Copy each line of the following material that has the string "RoutingResult".

※

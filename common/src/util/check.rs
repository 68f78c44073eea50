use crate::db::core::{Net, RoutedNet, RoutingResult};
use rayon::prelude::*;
use std::sync::atomic::{AtomicBool, Ordering};

fn check_net(net: &Net, routed: &RoutedNet) -> Result<(), String> {
    if routed.name != net.name {
        return Err(format!(
            "routed name '{}' does not match net '{}'",
            routed.name, net.name
        ));
    }

    if routed.segments.is_empty() {
        if net.pin1 == net.pin2 {
            return Ok(());
        }
        return Err(format!("net '{}' has no segments", net.name));
    }

    let first = routed.segments[0].from;
    let last = routed.segments[routed.segments.len() - 1].to;
    if first != net.pin1 || last != net.pin2 {
        return Err(format!(
            "net '{}' runs {} -> {} but pins are {} -> {}",
            net.name, first, last, net.pin1, net.pin2
        ));
    }

    for (i, seg) in routed.segments.iter().enumerate() {
        if !seg.is_well_formed() {
            return Err(format!(
                "net '{}' segment {} ({} -> {}) is not axis-aligned",
                net.name, i, seg.from, seg.to
            ));
        }
        if i > 0 && routed.segments[i - 1].to != seg.from {
            return Err(format!(
                "net '{}' is disconnected between segments {} and {}",
                net.name,
                i - 1,
                i
            ));
        }
    }
    Ok(())
}

/// Verifies that every routed net connects its pins with a chain of
/// axis-aligned segments.
pub fn run_route_check(nets: &[Net], result: &RoutingResult) -> Result<(), String> {
    log::info!("Starting Route Verification...");

    if nets.len() != result.nets.len() {
        return Err(format!(
            "{} nets but {} routed entries",
            nets.len(),
            result.nets.len()
        ));
    }

    let valid = AtomicBool::new(true);
    nets.par_iter()
        .zip(result.nets.par_iter())
        .for_each(|(net, routed)| {
            if let Err(msg) = check_net(net, routed) {
                log::error!("FAIL: {}", msg);
                valid.store(false, Ordering::Relaxed);
            }
        });

    if valid.load(Ordering::Relaxed) {
        log::info!("Route verification passed ({} nets).", nets.len());
        Ok(())
    } else {
        Err("Route verification failed".to_string())
    }
}

#[cfg(test)]
mod tests {
    use super::*;
    use crate::db::core::Segment;
    use crate::geom::coord::Coord3D;

    fn c(layer: u8, col: u32, row: u32) -> Coord3D {
        Coord3D::new(layer, col, row)
    }

    #[test]
    fn accepts_connected_route() {
        let net = Net::new("a", c(0, 0, 0), c(1, 2, 1));
        let routed =
            RoutedNet::from_path("a", &[c(0, 0, 0), c(0, 1, 0), c(0, 2, 0), c(1, 2, 0), c(1, 2, 1)]);
        let result = RoutingResult { nets: vec![routed] };
        assert!(run_route_check(&[net], &result).is_ok());
    }

    #[test]
    fn rejects_wrong_endpoint() {
        let net = Net::new("a", c(0, 0, 0), c(0, 3, 0));
        let routed = RoutedNet::from_path("a", &[c(0, 0, 0), c(0, 1, 0)]);
        assert!(check_net(&net, &routed).is_err());
    }

    #[test]
    fn rejects_diagonal_and_gaps() {
        let net = Net::new("a", c(0, 0, 0), c(0, 2, 2));
        let diagonal = RoutedNet {
            name: "a".into(),
            segments: vec![Segment::new(c(0, 0, 0), c(0, 2, 2))],
        };
        assert!(check_net(&net, &diagonal).is_err());

        let gap = RoutedNet {
            name: "a".into(),
            segments: vec![
                Segment::new(c(0, 0, 0), c(0, 2, 0)),
                Segment::new(c(0, 2, 1), c(0, 2, 2)),
            ],
        };
        assert!(check_net(&net, &gap).is_err());
    }

    #[test]
    fn degenerate_net_needs_no_segments() {
        let net = Net::new("dot", c(1, 4, 4), c(1, 4, 4));
        let result = RoutingResult {
            nets: vec![RoutedNet::from_path("dot", &[c(1, 4, 4)])],
        };
        assert!(run_route_check(&[net], &result).is_ok());
    }
}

※

### [Solution for this problem]
use crate::db::core::{Net, RoutedNet, RoutingResult};
pub fn run_route_check(nets: &[Net], result: &RoutingResult) -> Result<(), String> {
        let result = RoutingResult { nets: vec![routed] };
        let result = RoutingResult {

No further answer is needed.